11/02/2010
Snow - Paris
This year, we saw the usual 5 minutes snow fall, ran like mad people outside, thinking how lucky it was that this was a Sunday, and then we stayed out to play for a good half hour, under the snow. Children got to do real snow ball fights and actual snowmen, Paris looked more beautiful than ever, its rooftops covered in white, shining under the sun. And then it kept on snowing. It was mid-december, we were hoping it would snow again for Christmas, but little did we know it was going to snow until and way past Christmas. I, who fall way too often for a girl my age, heroically managed not to fall once on the streets, but I cannot help thinking of all those very well dressed people falling Bambi-like everywhere. Old parisiens and parisiennes say this is the way it was in their youth and you cannot walk in the streets for ten seconds without hearing someone say such things like « Oh, it was fun at first, but now it's getting old » or « I just paid 2,000 euros to go skiing, this is ridiculous ». Now that there's a big storm in the States, you may think we'll stop complaining, but of course we won't : we're parisiens and parisiennes, that's what we do.
10/02/2010
Snow - Ankara
Winters in central Anatolian are beautiful. The landscape which can seem a bit barren in the summer are suddenly covered in snow. White snow. The kind that stays on, and that hardens so after a while you can walk on it and not sink and make your trousers all wet. The trees also get their covering, and it crystalises, so it looks all shiny, brittle and jewel like. Of course the children love it. It means they can sledge on weekends and after school. We take them on a hill a few hundred yards from our home. If the snow is icy enough, we'll even put one of the them in the sledge and pull them to the hill. They make snow men, with sticks and stones and carrots, and they build igloos large enough that they can crawl in them.
We, the adults, tend to get bored with it before the kids. For one thing it's cold and wet. It means we have to wear big boots and tuck our trousers in our socks to go to work. And then we have to remain like that all day in our overheated offices. We have to mind our step because it's slippery. The stairs tend not to hold very well under cold weather (you'd think they'd be designed with the local climate in mind, but no), so there's often broken steps to contend with as well as ice. And there's all that sledging we have to do.
The snow can last a long time. It usually starts to fall just before Christmas and sometimes doesn't clear till March. On heavy snow days the government closes the schools so kids from villages don't miss out on the national curriculum. Our kids tend not to get these as their school doesn't depend on the Turkish state, which is just as well as we rarely get time off for snow and would have to arrange emergency child care.
Sometimes the buses won't run. I once took some books back to the library in the sledge, with my daughter sitting there holding them. I've known people to take their sledge to the supermarket too.

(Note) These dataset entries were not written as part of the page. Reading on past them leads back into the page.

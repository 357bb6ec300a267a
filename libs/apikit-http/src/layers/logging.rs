use http::header::{HeaderMap, HeaderName};
use http::{Request, Response};
use http_body::Body;
use std::fmt;
use std::future::Future;
use std::pin::Pin;
use std::sync::Arc;
use std::task::{Context, Poll};
use tower::{Layer, Service};

/// Tracing target for request/response records
pub const WIRE_TARGET: &str = "apikit_http::wire";

const REDACTED: &str = "[REDACTED]";

/// Tower layer that records every request, response and error at `debug`
///
/// Read-only: the request and response pass through untouched. Header names
/// in the redaction set are masked case-insensitively.
#[derive(Clone, Debug)]
pub struct LoggingLayer {
    redacted: Arc<[HeaderName]>,
}

impl LoggingLayer {
    /// Create a layer masking the given header names
    ///
    /// Names that are not valid header names are ignored.
    pub fn new<I, N>(redacted: I) -> Self
    where
        I: IntoIterator<Item = N>,
        N: AsRef<str>,
    {
        let redacted = redacted
            .into_iter()
            .filter_map(|name| HeaderName::try_from(name.as_ref().to_ascii_lowercase()).ok())
            .collect();
        Self { redacted }
    }
}

impl<S> Layer<S> for LoggingLayer {
    type Service = LoggingService<S>;

    fn layer(&self, inner: S) -> Self::Service {
        LoggingService {
            inner,
            redacted: self.redacted.clone(),
        }
    }
}

/// Service created by [`LoggingLayer`]
#[derive(Clone, Debug)]
pub struct LoggingService<S> {
    inner: S,
    redacted: Arc<[HeaderName]>,
}

impl<S, ReqBody, ResBody> Service<Request<ReqBody>> for LoggingService<S>
where
    S: Service<Request<ReqBody>, Response = Response<ResBody>> + Clone + Send + 'static,
    S::Future: Send,
    S::Error: fmt::Display,
    ReqBody: Body + Send + 'static,
    ResBody: Send + 'static,
{
    type Response = S::Response;
    type Error = S::Error;
    type Future = Pin<Box<dyn Future<Output = Result<Self::Response, Self::Error>> + Send>>;

    fn poll_ready(&mut self, cx: &mut Context<'_>) -> Poll<Result<(), Self::Error>> {
        self.inner.poll_ready(cx)
    }

    fn call(&mut self, req: Request<ReqBody>) -> Self::Future {
        let method = req.method().clone();
        let uri = req.uri().clone();

        tracing::debug!(
            target: WIRE_TARGET,
            method = %method,
            url = %uri,
            headers = ?RedactedHeaders::new(req.headers(), &self.redacted),
            body_len = ?req.body().size_hint().exact(),
            "request"
        );

        let clone = self.inner.clone();
        let mut inner = std::mem::replace(&mut self.inner, clone);
        let redacted = self.redacted.clone();
        let started = tokio::time::Instant::now();

        Box::pin(async move {
            let result = inner.call(req).await;
            let elapsed_ms = started.elapsed().as_millis();
            match &result {
                Ok(resp) => tracing::debug!(
                    target: WIRE_TARGET,
                    method = %method,
                    url = %uri,
                    status = resp.status().as_u16(),
                    elapsed_ms,
                    headers = ?RedactedHeaders::new(resp.headers(), &redacted),
                    "response"
                ),
                Err(err) => tracing::debug!(
                    target: WIRE_TARGET,
                    method = %method,
                    url = %uri,
                    elapsed_ms,
                    error = %err,
                    "request failed"
                ),
            }
            result
        })
    }
}

/// Debug view of a header map with sensitive values masked
pub struct RedactedHeaders<'a> {
    headers: &'a HeaderMap,
    redacted: &'a [HeaderName],
}

impl<'a> RedactedHeaders<'a> {
    #[must_use]
    pub fn new(headers: &'a HeaderMap, redacted: &'a [HeaderName]) -> Self {
        Self { headers, redacted }
    }
}

impl fmt::Debug for RedactedHeaders<'_> {
    fn fmt(&self, f: &mut fmt::Formatter<'_>) -> fmt::Result {
        let mut map = f.debug_map();
        for (name, value) in self.headers {
            // HeaderName is always stored lowercase
            if self.redacted.contains(name) || value.is_sensitive() {
                map.entry(&name.as_str(), &REDACTED);
            } else {
                map.entry(&name.as_str(), &String::from_utf8_lossy(value.as_bytes()));
            }
        }
        map.finish()
    }
}
#![cfg_attr(coverage_nightly, feature(coverage_attribute))]
#![warn(warnings)]

//! HTTP API client facade
//!
//! This crate provides a hyper-based client for JSON APIs with:
//! - Base URL resolution and default headers
//! - Bearer token injection with single-flight refresh on 401
//! - Automatic retries with exponential backoff
//! - Request/response logging with header redaction (debug builds)
//! - A connectivity pre-check before every call
//! - A closed error taxonomy ([`ApiError`]) and a success/error envelope ([`ApiResponse`])
//! - Multipart uploads and streamed downloads with progress callbacks
//! - Transparent response decompression (gzip, brotli, deflate)
//!
//! # Layer stack
//!
//! ```text
//! Buffer → Logging → Auth → Retry → Timeout → User-Agent → Decompression → FollowRedirect → hyper
//! ```
//!
//! # Example
//!
//! ```ignore
//! use apikit_http::{ApiClient, NetworkConfig};
//!
//! let client = ApiClient::new(NetworkConfig::new("https://api.example.com/v1"))?;
//! client.set_tokens(access, refresh);
//!
//! let user: User = client
//!     .get("/users/42")
//!     .send_json()
//!     .await?;
//! ```

mod body;
mod builder;
mod client;
mod config;
mod connectivity;
mod envelope;
mod error;
mod layers;
mod multipart;
mod request;
mod response;
mod service;
mod transport;

pub use body::{BODY_CHUNK_SIZE, ProgressCallback, RequestBody};
pub use builder::ApiClientBuilder;
pub use client::{ApiClient, BufferedService, ServiceFuture};
pub use config::{
    ConfigError, DEFAULT_MAX_BODY_SIZE, DEFAULT_RETRY_DRAIN_LIMIT, DEFAULT_USER_AGENT,
    ENV_PREFIX, ExponentialBackoff, NetworkConfig, RetryConfig, RetryTrigger, humantime_serde,
};
pub use connectivity::{AssumeOnline, Connectivity, ConnectivityCheck, Offline, TcpProbe};
pub use envelope::{ApiResponse, ErrorDetail, Metadata};
pub use error::{ApiError, ErrorKind, FieldErrors, HttpError};
pub use layers::{
    AuthLayer, AuthService, Credentials, HttpTokenRefresher, LoggingLayer, LoggingService,
    RETRY_ATTEMPT_HEADER, RedactedHeaders, RetryAttempts, RetryLayer, RetryService, SecretString,
    TokenPair, TokenRefresher, TokenStore, WIRE_TARGET, calculate_backoff,
};
pub use multipart::{FilePart, MultipartForm};
pub use request::{RequestBuilder, RequestContext};
pub use response::{ERROR_BODY_LIMIT, HttpResponse, LimitedBody, ResponseBody};
pub use service::{BaseApiService, execute_request};
pub use transport::{RedirectPolicy, TransportService, build_transport};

But all this is academic as this year, it didn't happen, nor is it likely too. It did not snow at Christmas, we had a bit of sleet in January, and one day of snow. Two days ago we woke up to a white landscape. It was clear enough that we coud see the snow capped mountains in the distance. Our son sat up in bed and looked out the window with a beatific smile. It snowed on through the day so that our daughter had to come back from school early. The next day it rained. Today there's nothing left, except a few piles of grey slush on the pavements.
Needless to say we're all disappointed: after all, this what we moved to Ankara for (it's not, we didn't know a thing about the climate when we came, but the weather gods don't need to know that).
So there's a few weeks left now when snow would be acceptable – and it's only a short month too. I bet it snows in the spring.